Tuesday, October 16, 2012

OSG Operations at the EGI Technical Forum

Reflecting on the European Grid Initiative Technical Forum which took place in Prague September 17-21, I am reminded of the maturity of the relationship that OSG Operations has with our European collaborators. We've had interoperating ticketing, information systems, topology, and monitoring tools for most of the life of the OSG project. We've recently added accounting to this list, and are now working on collaborating on communication and information dissemination efforts. Due to the diligent Operational effort on the parts of OSG, EGI, and WLCG, interoperability of these tools has become second nature.

I had the privilege of being accompanied by Bill Barnett, IUs Director of Science Community Tools, and introduce him to our EGI and WLCG Operational peers. Giving him a chance to understand some of the technical and logistical challenges facing OSG Operations when working with international collaborators.

I gave presentations on current Operational status, future Operational plans, and on OSG's plans for GLUE 2.0. While the current and future plans were in tune with EGI's and WLCG's direction, OSG is looking at new solutions for the information system and not immediately embracing the need for GLUE 2.0, unlike EGI Operations. Each presentation sparked welcome discussion and input from our EGI Collaborators. I was also asked to do an interview with Grid Talk  on the OSG and EGI Interoperability relationship, available at http://gridtalk-project.blogspot.com/2012/09/rob-quick-from-open-science-grid-on.html.

Bill and I were also able to meet with the iSGTW European Editors and work out some of the initial plans for the new iSGTW US based position that will be hired shortly. This new collaboration will sponsor a US Reporting Desk for iSGTW and will function as a satellite project to OSG.

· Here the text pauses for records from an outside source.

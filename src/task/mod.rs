//! Task/process model: address spaces (C4) and the task table (C5).

pub mod address_space;
pub mod table;

#[cfg(test)]
pub mod test_support;

pub use address_space::{AddressSpace, AddressSpaceError, Segment};
pub use table::{Pid, QueueId, Task, TaskError, TaskState, TaskTable};
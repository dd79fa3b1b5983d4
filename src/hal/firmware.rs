//! Firmware collaborator (spec's external interface to SBI-like
//! firmware): console I/O, timer programming, and hart control.
//!
//! The kernel only ever talks to firmware through this trait — tests
//! and host builds get [`MockFirmware`], real hardware gets
//! [`SbiFirmware`] (RISC-V target + `firmware-sbi-qemu` feature only).

use alloc::collections::VecDeque;
use alloc::vec::Vec;
use core::sync::atomic::{AtomicU64, Ordering};

pub trait Firmware: Send + Sync {
    fn putchar(&self, c: u8);
    fn getchar(&self) -> Option<u8>;
    /// Program the next timer interrupt for absolute time `deadline_ticks`.
    fn set_timer(&self, deadline_ticks: u64);
    fn hart_start(&self, hart_id: usize, start_addr: usize, opaque: usize) -> Result<(), &'static str>;
    fn hart_stop(&self) -> !;
    /// Send a supervisor software interrupt to every hart in `hart_mask`.
    fn send_ipi(&self, hart_mask: usize);
    fn timebase_frequency(&self) -> u64;
    /// Free-running cycle counter, same units `set_timer` takes.
    fn now_ticks(&self) -> u64;
}

/// In-memory firmware stand-in: captures console output, replays queued
/// input, and lets tests drive the clock by hand instead of waiting on
/// real timer interrupts.
pub struct MockFirmware {
    output: spin::Mutex<Vec<u8>>,
    input: spin::Mutex<VecDeque<u8>>,
    ticks: AtomicU64,
    next_deadline: AtomicU64,
}

impl MockFirmware {
    pub const fn new() -> Self {
        Self {
            output: spin::Mutex::new(Vec::new()),
            input: spin::Mutex::new(VecDeque::new()),
            ticks: AtomicU64::new(0),
            next_deadline: AtomicU64::new(u64::MAX),
        }
    }

    pub fn push_input(&self, c: u8) {
        self.input.lock().push_back(c);
    }

    pub fn advance_ticks(&self, n: u64) {
        self.ticks.fetch_add(n, Ordering::Relaxed);
    }

    pub fn output_snapshot(&self) -> Vec<u8> {
        self.output.lock().clone()
    }

    pub fn pending_deadline(&self) -> u64 {
        self.next_deadline.load(Ordering::Relaxed)
    }
}

impl Default for MockFirmware {
    fn default() -> Self {
        Self::new()
    }
}

impl Firmware for MockFirmware {
    fn putchar(&self, c: u8) {
        self.output.lock().push(c);
    }

    fn getchar(&self) -> Option<u8> {
        self.input.lock().pop_front()
    }

    fn set_timer(&self, deadline_ticks: u64) {
        self.next_deadline.store(deadline_ticks, Ordering::Relaxed);
    }

    fn hart_start(&self, _hart_id: usize, _start_addr: usize, _opaque: usize) -> Result<(), &'static str> {
        Ok(())
    }

    fn hart_stop(&self) -> ! {
        loop {
            core::hint::spin_loop();
        }
    }

    fn send_ipi(&self, _hart_mask: usize) {}

    fn timebase_frequency(&self) -> u64 {
        10_000_000
    }

    fn now_ticks(&self) -> u64 {
        self.ticks.load(Ordering::Relaxed)
    }
}

/// Real firmware backend, talking to OpenSBI (or any SBI implementation)
/// through `ecall`s.
#[cfg(all(target_arch = "riscv64", feature = "firmware-sbi-qemu"))]
pub struct SbiFirmware;

#[cfg(all(target_arch = "riscv64", feature = "firmware-sbi-qemu"))]
impl Firmware for SbiFirmware {
    fn putchar(&self, c: u8) {
        #[allow(deprecated)]
        sbi_rt::legacy::console_putchar(c as usize);
    }

    fn getchar(&self) -> Option<u8> {
        #[allow(deprecated)]
        let c = sbi_rt::legacy::console_getchar();
        if c == usize::MAX {
            None
        } else {
            Some(c as u8)
        }
    }

    fn set_timer(&self, deadline_ticks: u64) {
        sbi_rt::set_timer(deadline_ticks);
    }

    fn hart_start(&self, hart_id: usize, start_addr: usize, opaque: usize) -> Result<(), &'static str> {
        let ret = sbi_rt::hart_start(hart_id, start_addr, opaque);
        if ret.is_ok() {
            Ok(())
        } else {
            Err("SBI hart_start failed")
        }
    }

    fn hart_stop(&self) -> ! {
        let _ = sbi_rt::hart_stop();
        loop {
            core::hint::spin_loop();
        }
    }

    fn send_ipi(&self, hart_mask: usize) {
        let _ = sbi_rt::send_ipi(sbi_rt::HartMask::from_mask_base(hart_mask, 0));
    }

    fn timebase_frequency(&self) -> u64 {
        // QEMU `virt` fixes this at 10 MHz; a real board would read it
        // out of the device tree `timebase-frequency` property.
        10_000_000
    }

    fn now_ticks(&self) -> u64 {
        riscv::register::time::read64()
    }
}
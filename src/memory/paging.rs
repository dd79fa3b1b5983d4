//! Page-table engine (C3)
//!
//! Builds, walks, and tears down SV39 three-level page tables. Works
//! both with the MMU off (boot: roots are bare physical addresses) and
//! with the MMU on (roots reached through the kernel-half identity
//! window) via [`phys_to_safe`].

use super::address::{PhysAddr, VirtAddr, PAGE_SIZE};
use crate::arch::riscv64::pagetable::{PageTable, PageTableEntry, PteFlags};
use core::sync::atomic::{AtomicBool, Ordering};

#[derive(Debug, Clone, Copy, PartialEq, Eq)]
pub enum MappingError {
    FrameAllocFailed,
    AddressMisaligned,
    AlreadyMapped,
    InvalidLevel,
}

static MMU_ENABLED: AtomicBool = AtomicBool::new(false);

/// Flip on once the root table is loaded into `satp` and paging takes
/// effect. Before this, physical addresses are directly dereferenceable.
///
/// # Safety
/// Must only be called immediately after the `satp` write that actually
/// enables paging.
pub unsafe fn mark_mmu_enabled() {
    MMU_ENABLED.store(true, Ordering::SeqCst);
}

#[cfg(test)]
mod test_ram {
    pub const SIZE: usize = 64 * 1024 * 1024;
    #[repr(align(4096))]
    pub struct Aligned(pub [u8; SIZE]);
    pub static mut RAM: Aligned = Aligned([0; SIZE]);
}

#[cfg(test)]
static TEST_OFFSET: spin::Once<usize> = spin::Once::new();

/// Host test harness: back all physical addresses used in tests with a
/// real, writable array so frame zeroing and page-table walks can
/// actually dereference memory without a real MMU.
#[cfg(test)]
pub fn test_identity_map() {
    TEST_OFFSET.call_once(|| unsafe { core::ptr::addr_of_mut!(test_ram::RAM.0).cast::<u8>() as usize });
}

/// Translate a physical address into one the kernel can safely
/// dereference right now, in whichever regime (MMU-off/on) it is in.
pub fn phys_to_safe(p: PhysAddr) -> VirtAddr {
    #[cfg(test)]
    {
        let off = *TEST_OFFSET
            .get()
            .expect("paging::test_identity_map() must run before any physical access in tests");
        VirtAddr::new(off + p.as_usize())
    }
    #[cfg(not(test))]
    {
        if MMU_ENABLED.load(Ordering::SeqCst) {
            VirtAddr::new(p.as_usize() + super::address::KERNEL_BASE)
        } else {
            VirtAddr::new(p.as_usize())
        }
    }
}

/// Inverse of [`phys_to_safe`]: recover the physical address backing a
/// pointer previously produced by it. Used by the heap's large-object
/// path, which hands raw pointers straight to callers and must later
/// find their frames again to `decr` them.
pub fn safe_to_phys(v: VirtAddr) -> PhysAddr {
    #[cfg(test)]
    {
        let off = *TEST_OFFSET
            .get()
            .expect("paging::test_identity_map() must run before any physical access in tests");
        PhysAddr::new(v.as_usize() - off)
    }
    #[cfg(not(test))]
    {
        if MMU_ENABLED.load(Ordering::SeqCst) {
            PhysAddr::new(v.as_usize() - super::address::KERNEL_BASE)
        } else {
            PhysAddr::new(v.as_usize())
        }
    }
}

fn table_ptr(phys: PhysAddr) -> *mut PageTable {
    phys_to_safe(phys).as_mut_ptr()
}

/// A page-table walker rooted at a particular frame. One `PageMapper`
/// per address space.
pub struct PageMapper {
    root: PhysAddr,
}

impl PageMapper {
    pub fn new(root: PhysAddr) -> Self {
        Self { root }
    }

    pub fn root(&self) -> PhysAddr {
        self.root
    }

    /// Walk to the level-0 (leaf) entry for `virt`, allocating
    /// intermediate tables on demand when `allocate` is set.
    pub fn walk_to_entry(
        &mut self,
        virt: VirtAddr,
        allocate: bool,
    ) -> Result<*mut PageTableEntry, MappingError> {
        let mut table = table_ptr(self.root);

        for level in (1..=2).rev() {
            let idx = virt.vpn(level);
            let entry = unsafe { &mut (*table).entries[idx] };

            if !entry.is_valid() {
                if !allocate {
                    return Err(MappingError::InvalidLevel);
                }
                let frame = unsafe { super::alloc_frames(1) }
                    .map_err(|_| MappingError::FrameAllocFailed)?;
                unsafe { (*table_ptr(frame)).zero() };
                entry.set(frame, PteFlags::VALID);
            } else if entry.is_leaf() {
                // A superpage already occupies this range.
                return Err(MappingError::InvalidLevel);
            }

            table = table_ptr(entry.phys_addr());
        }

        let idx = virt.vpn(0);
        Ok(unsafe { &mut (*table).entries[idx] as *mut _ })
    }

    fn translate_inner(&self, virt: VirtAddr, require_user: bool) -> Option<PhysAddr> {
        let mut table = table_ptr(self.root);

        for level in (0..=2).rev() {
            let idx = virt.vpn(level);
            let entry = unsafe { (*table).entries[idx] };

            if !entry.is_valid() {
                return None;
            }
            if entry.is_leaf() {
                if require_user && !entry.flags().contains(PteFlags::USER) {
                    return None;
                }
                return Some(entry.phys_addr() + virt.offset_in_page());
            }
            table = table_ptr(entry.phys_addr());
        }

        None
    }

    /// Read-only walk; never allocates.
    pub fn translate(&self, virt: VirtAddr) -> Option<PhysAddr> {
        self.translate_inner(virt, false)
    }

    /// Like `translate`, but also requires the leaf be `U=1`. The kernel
    /// half is always present in every task's root table (see
    /// `clone_kernel_half`), so a plain `translate` would happily resolve
    /// a user-supplied pointer into kernel-only memory; anything reading
    /// or writing through a syscall argument must walk with this instead.
    pub fn translate_user(&self, virt: VirtAddr) -> Option<PhysAddr> {
        self.translate_inner(virt, true)
    }

    pub fn map(&mut self, virt: VirtAddr, phys: PhysAddr, flags: PteFlags) -> Result<(), MappingError> {
        if !virt.is_aligned(PAGE_SIZE) || !phys.is_aligned(PAGE_SIZE) {
            return Err(MappingError::AddressMisaligned);
        }

        let entry_ptr = self.walk_to_entry(virt, true)?;
        let entry = unsafe { &mut *entry_ptr };
        if entry.is_valid() {
            return Err(MappingError::AlreadyMapped);
        }
        entry.set(phys, flags | PteFlags::VALID);
        Ok(())
    }

    /// Combines frame allocation with `map`. Idempotent: a pre-existing
    /// mapping with identical flags returns its frame instead of
    /// erroring.
    pub fn alloc_and_map(&mut self, virt: VirtAddr, flags: PteFlags) -> Result<PhysAddr, MappingError> {
        if !virt.is_aligned(PAGE_SIZE) {
            return Err(MappingError::AddressMisaligned);
        }

        let entry_ptr = self.walk_to_entry(virt, true)?;
        let entry = unsafe { &mut *entry_ptr };

        if entry.is_valid() {
            return if entry.flags() == (flags | PteFlags::VALID) {
                Ok(entry.phys_addr())
            } else {
                Err(MappingError::AlreadyMapped)
            };
        }

        let frame = unsafe { super::alloc_frames(1) }.map_err(|_| MappingError::FrameAllocFailed)?;
        entry.set(frame, flags | PteFlags::VALID);
        Ok(frame)
    }

    /// No-op if the leaf is absent.
    pub fn change_flags(&mut self, virt: VirtAddr, flags: PteFlags) {
        if let Ok(entry_ptr) = self.walk_to_entry(virt, false) {
            let entry = unsafe { &mut *entry_ptr };
            if entry.is_valid() {
                let phys = entry.phys_addr();
                entry.set(phys, flags | PteFlags::VALID);
            }
        }
    }

    /// Returns the freed leaf's frame so the caller can `decr` it.
    pub fn unmap(&mut self, virt: VirtAddr) -> Option<PhysAddr> {
        let entry_ptr = self.walk_to_entry(virt, false).ok()?;
        let entry = unsafe { &mut *entry_ptr };
        if !entry.is_valid() {
            return None;
        }
        let phys = entry.phys_addr();
        entry.clear();
        Some(phys)
    }

    /// Identity-map `[start, end)` for the kernel half. Tolerates
    /// already-mapped pages so callers can call it incrementally.
    pub fn map_range_identity(
        &mut self,
        start: PhysAddr,
        end: PhysAddr,
        flags: PteFlags,
    ) -> Result<(), MappingError> {
        let mut addr = start.align_down(PAGE_SIZE);
        while addr.as_usize() < end.as_usize() {
            let virt = VirtAddr::new(addr.as_usize());
            match self.map(virt, addr, flags) {
                Ok(()) | Err(MappingError::AlreadyMapped) => {}
                Err(e) => return Err(e),
            }
            addr = addr + PAGE_SIZE;
        }
        Ok(())
    }

    /// Copy the upper half of the root table (VPN2 indices 256..512,
    /// the kernel region) from `src` into `self`'s root.
    pub fn clone_kernel_half(&mut self, src: PhysAddr) {
        let src_table = unsafe { &*table_ptr(src) };
        let dst_table = unsafe { &mut *table_ptr(self.root) };
        for i in 256..512 {
            dst_table.entries[i] = src_table.entries[i];
        }
    }

    /// Walk every user-half leaf (`G=0`), `decr` its frame, and free
    /// every table frame visited, including the root itself.
    pub fn destroy(root: PhysAddr) {
        let top = unsafe { &*table_ptr(root) };
        for i in 0..256 {
            let e = top.entries[i];
            if !e.is_valid() {
                continue;
            }
            if e.is_leaf() {
                if !e.flags().contains(PteFlags::GLOBAL) {
                    super::decr_frames(e.phys_addr(), 1);
                }
            } else {
                Self::destroy_level(e.phys_addr(), 1);
            }
        }
        super::decr_frames(root, 1);
    }

    fn destroy_level(table_phys: PhysAddr, level: usize) {
        let table = unsafe { &*table_ptr(table_phys) };
        for i in 0..512 {
            let e = table.entries[i];
            if !e.is_valid() {
                continue;
            }
            if e.is_leaf() {
                if !e.flags().contains(PteFlags::GLOBAL) {
                    super::decr_frames(e.phys_addr(), 1);
                }
            } else if level > 0 {
                Self::destroy_level(e.phys_addr(), level - 1);
            }
        }
        super::decr_frames(table_phys, 1);
    }
}

#[cfg(test)]
mod tests {
    use super::*;
    use crate::memory::{init_for_test, PAGE_SIZE};

    fn new_root() -> PhysAddr {
        let frame = unsafe { super::super::alloc_frames(1).unwrap() };
        unsafe { (*table_ptr(frame)).zero() };
        frame
    }

    #[test]
    fn map_then_translate_roundtrips() {
        init_for_test(16 * 1024 * 1024);
        let root = new_root();
        let mut mapper = PageMapper::new(root);
        let phys = unsafe { super::super::alloc_frames(1).unwrap() };
        let virt = VirtAddr::new(0x1000);
        mapper.map(virt, phys, PteFlags::READ | PteFlags::WRITE).unwrap();
        assert_eq!(mapper.translate(virt), Some(phys));
    }

    #[test]
    fn map_twice_is_already_mapped() {
        init_for_test(16 * 1024 * 1024);
        let root = new_root();
        let mut mapper = PageMapper::new(root);
        let phys = unsafe { super::super::alloc_frames(1).unwrap() };
        let virt = VirtAddr::new(0x2000);
        mapper.map(virt, phys, PteFlags::READ).unwrap();
        assert_eq!(
            mapper.map(virt, phys, PteFlags::READ),
            Err(MappingError::AlreadyMapped)
        );
    }

    #[test]
    fn unmap_returns_frame_and_clears_entry() {
        init_for_test(16 * 1024 * 1024);
        let root = new_root();
        let mut mapper = PageMapper::new(root);
        let phys = unsafe { super::super::alloc_frames(1).unwrap() };
        let virt = VirtAddr::new(0x3000);
        mapper.map(virt, phys, PteFlags::READ).unwrap();
        assert_eq!(mapper.unmap(virt), Some(phys));
        assert_eq!(mapper.translate(virt), None);
    }

    #[test]
    fn change_flags_is_noop_when_unmapped() {
        init_for_test(16 * 1024 * 1024);
        let root = new_root();
        let mut mapper = PageMapper::new(root);
        mapper.change_flags(VirtAddr::new(0x4000), PteFlags::READ);
        assert_eq!(mapper.translate(VirtAddr::new(0x4000)), None);
    }

    #[test]
    fn alloc_and_map_is_idempotent() {
        init_for_test(16 * 1024 * 1024);
        let root = new_root();
        let mut mapper = PageMapper::new(root);
        let virt = VirtAddr::new(0x5000);
        let flags = PteFlags::READ | PteFlags::WRITE;
        let a = mapper.alloc_and_map(virt, flags).unwrap();
        let b = mapper.alloc_and_map(virt, flags).unwrap();
        assert_eq!(a, b);
    }

    #[test]
    fn translate_user_rejects_a_non_user_leaf() {
        init_for_test(16 * 1024 * 1024);
        let root = new_root();
        let mut mapper = PageMapper::new(root);
        let phys = unsafe { super::super::alloc_frames(1).unwrap() };
        let virt = VirtAddr::new(0x6000);
        mapper.map(virt, phys, PteFlags::READ | PteFlags::WRITE).unwrap();
        assert_eq!(mapper.translate(virt), Some(phys));
        assert_eq!(mapper.translate_user(virt), None);
    }

    #[test]
    fn translate_user_accepts_a_user_leaf() {
        init_for_test(16 * 1024 * 1024);
        let root = new_root();
        let mut mapper = PageMapper::new(root);
        let phys = unsafe { super::super::alloc_frames(1).unwrap() };
        let virt = VirtAddr::new(0x7000);
        mapper
            .map(virt, phys, PteFlags::READ | PteFlags::WRITE | PteFlags::USER)
            .unwrap();
        assert_eq!(mapper.translate_user(virt), Some(phys));
    }

    #[test]
    fn map_range_identity_covers_whole_range() {
        init_for_test(16 * 1024 * 1024);
        let root = new_root();
        let mut mapper = PageMapper::new(root);
        let start = PhysAddr::new(0x10000);
        let end = start + 4 * PAGE_SIZE;
        mapper
            .map_range_identity(start, end, PteFlags::READ | PteFlags::WRITE)
            .unwrap();
        let mut addr = start;
        while addr.as_usize() < end.as_usize() {
            assert_eq!(mapper.translate(VirtAddr::new(addr.as_usize())), Some(addr));
            addr = addr + PAGE_SIZE;
        }
    }
}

Looking back at my presentations and several other presentations from our EGI and WLCG partners, the one idea that kept coming up in various fashions was how mature these relationships and tools have become over the several years I've been acting as the Operations Coordinator for OSG. This is due to continuous effort in the areas of evolution of services, change management, and constant communication. The effort of maintaining this ongoing relationship makes it possible to continue robust and reliable infrastructure services while expanding into new areas of collaboration.

Wednesday, August 8, 2012

Reflecting on the Ghana Grid School

As I sit in the final day of the African School for Fundamental Physics and its Applications (ASP) at Kwame Nkrumah University of Science and Technology in Kumasi, Ghana I can't help but reflect on the grid portion of course and my interactions with the students and my fellow instructors.

On arrival in Accra, Ghana I met up with some long time OSG and DOSAR VO collaborators Horst Severini from Oklahoma University and Scot Kronenfeld from the University of Wisconsin Madison. I was also introduced to a few new colleagues that would be joining us during the Grid School, Julia Gray from CERN and Stony Brook University and Pat Skubic from Oklahoma University. After a short flight from Accra to Kumasi we spent several days configuring the machines in the classroom to act as a Condor cluster and working through the lessons one final time trying to find any final adjustments to the course material. We were joined by a few other well known OSG faces at the end of the weekend, Dick Greenwood from Louisiana Tech and Jae Yu from the University of Texas Arlington completing the instructional staff.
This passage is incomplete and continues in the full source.